答：（1）电路交换：端对端通信质量因约定了通信资源获得可靠保障，对连续传送大量数据效率高。

（2）报文交换：无须预约传输带宽，动态逐段利用传输带宽对突发式数据通信效率高，通信迅速。

（3）分组交换：具有报文交换之高效、迅速的要点，且各分组小，路由灵活，网络生存性能好。

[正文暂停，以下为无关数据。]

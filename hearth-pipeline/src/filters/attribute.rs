use super::Filter;
use hearth_model::{Event, Value};
use regex::Regex;
use std::sync::Arc;

/// `event.attributes[key] op value` (§4.2 filter kinds table).
pub enum AttributeOp {
    Eq(Value),
    Ne(Value),
    Lt(f64),
    Le(f64),
    Gt(f64),
    Ge(f64),
    In(Vec<Value>),
    Contains(String),
    MatchesRegex(Regex),
    UserFn(Arc<dyn Fn(&Value) -> bool + Send + Sync>),
}

fn values_numerically_equal(a: &Value, b: &Value) -> bool {
    match (a.as_f64(), b.as_f64()) {
        (Some(x), Some(y)) => x == y,
        _ => a == b,
    }
}

impl AttributeOp {
    fn evaluate(&self, value: &Value) -> bool {
        match self {
            AttributeOp::Eq(expected) => values_numerically_equal(value, expected),
            AttributeOp::Ne(expected) => !values_numerically_equal(value, expected),
            AttributeOp::Lt(expected) => value.as_f64().is_some_and(|v| v < *expected),
            AttributeOp::Le(expected) => value.as_f64().is_some_and(|v| v <= *expected),
            AttributeOp::Gt(expected) => value.as_f64().is_some_and(|v| v > *expected),
            AttributeOp::Ge(expected) => value.as_f64().is_some_and(|v| v >= *expected),
            AttributeOp::In(set) => set.iter().any(|candidate| values_numerically_equal(value, candidate)),
            AttributeOp::Contains(needle) => value.as_str().is_some_and(|s| s.contains(needle.as_str())),
            AttributeOp::MatchesRegex(re) => value.as_str().is_some_and(|s| re.is_match(s)),
            AttributeOp::UserFn(f) => f(value),
        }
    }
}

pub struct AttributeFilter {
    name: String,
    field_path: String,
    op: AttributeOp,
}

impl AttributeFilter {
    pub fn new(name: impl Into<String>, field_path: impl Into<String>, op: AttributeOp) -> Self {
        Self {
            name: name.into(),
            field_path: field_path.into(),
            op,
        }
    }
}

impl Filter for AttributeFilter {
    fn name(&self) -> &str {
        &self.name
    }

    fn should_process(&self, event: &Event) -> bool {
        match event.resolve_path(&self.field_path) {
            Some(value) => self.op.evaluate(value),
            None => false,
        }
    }
}

#[cfg(test)]
mod tests {
    use super::*;

    #[test]
    fn greater_than_on_numeric_attribute() {
        let filter = AttributeFilter::new("bright_lights", "brightness", AttributeOp::Gt(100.0));
        let bright = Event::new("light", "light.kitchen", "state_changed", 0).with_attribute("brightness", 200_i64);
        let dim = Event::new("light", "light.kitchen", "state_changed", 0).with_attribute("brightness", 10_i64);

        assert!(filter.should_process(&bright));
        assert!(!filter.should_process(&dim));
    }

    #[test]
    fn missing_attribute_never_matches() {
        let filter = AttributeFilter::new("has_brightness", "brightness", AttributeOp::Gt(0.0));
        let event = Event::new("light", "light.kitchen", "state_changed", 0);
        assert!(!filter.should_process(&event));
    }

    #[test]
    fn in_operator_checks_membership() {
        let filter = AttributeFilter::new(
            "known_states",
            "state",
            AttributeOp::In(vec![Value::String("on".into()), Value::String("off".into())]),
        );
        let on = Event::new("light", "light.kitchen", "state_changed", 0).with_attribute("state", "on");
        let dimming = Event::new("light", "light.kitchen", "state_changed", 0).with_attribute("state", "dimming");

        assert!(filter.should_process(&on));
        assert!(!filter.should_process(&dimming));
    }
}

1-04 为什么说因特网是自印刷术以来人类通信方面最大的变革？答：融合其他通信网络，在信息化过程中起核心作用，提供最好的连通性和信息共享，第一次提供了各种媒体形式的实时交互能力。

1-05 因特网的发展大致分为哪几个阶段？请指出这几个阶段的主要特点。

答：从单个网络APPANET向互联网发展；TCP/IP协议的初步成型建成三级结构的Internet；分为主干网、地区网和校园网；形成多层次ISP结构的Internet；ISP首次出现。

1-06 简述因特网标准制定的几个阶段？答：（1）因特网草案(Internet Draft) ——在这个阶段还不是 RFC 文档。

（2）建议标准(Proposed Standard) ——从这个阶段开始就成为 RFC 文档。

（3）草案标准(Draft Standard)（4）因特网标准(Internet Standard)1-07小写和大写开头的英文名internet 和Internet在意思上有何重要区别？答：（1） internet（互联网或互连网）：通用名词，它泛指由多个计算机网络互连而成的网络。

；协议无特指（2）Internet（因特网）：专用名词，特指采用 TCP/IP 协议的互联网络。

区别：后者实际上是前者的双向应用1-08 计算机网络都有哪些类别？各种类别的网络都有哪些特点？答：按范围：（1）广域网WAN：远程、高速、是Internet的核心网。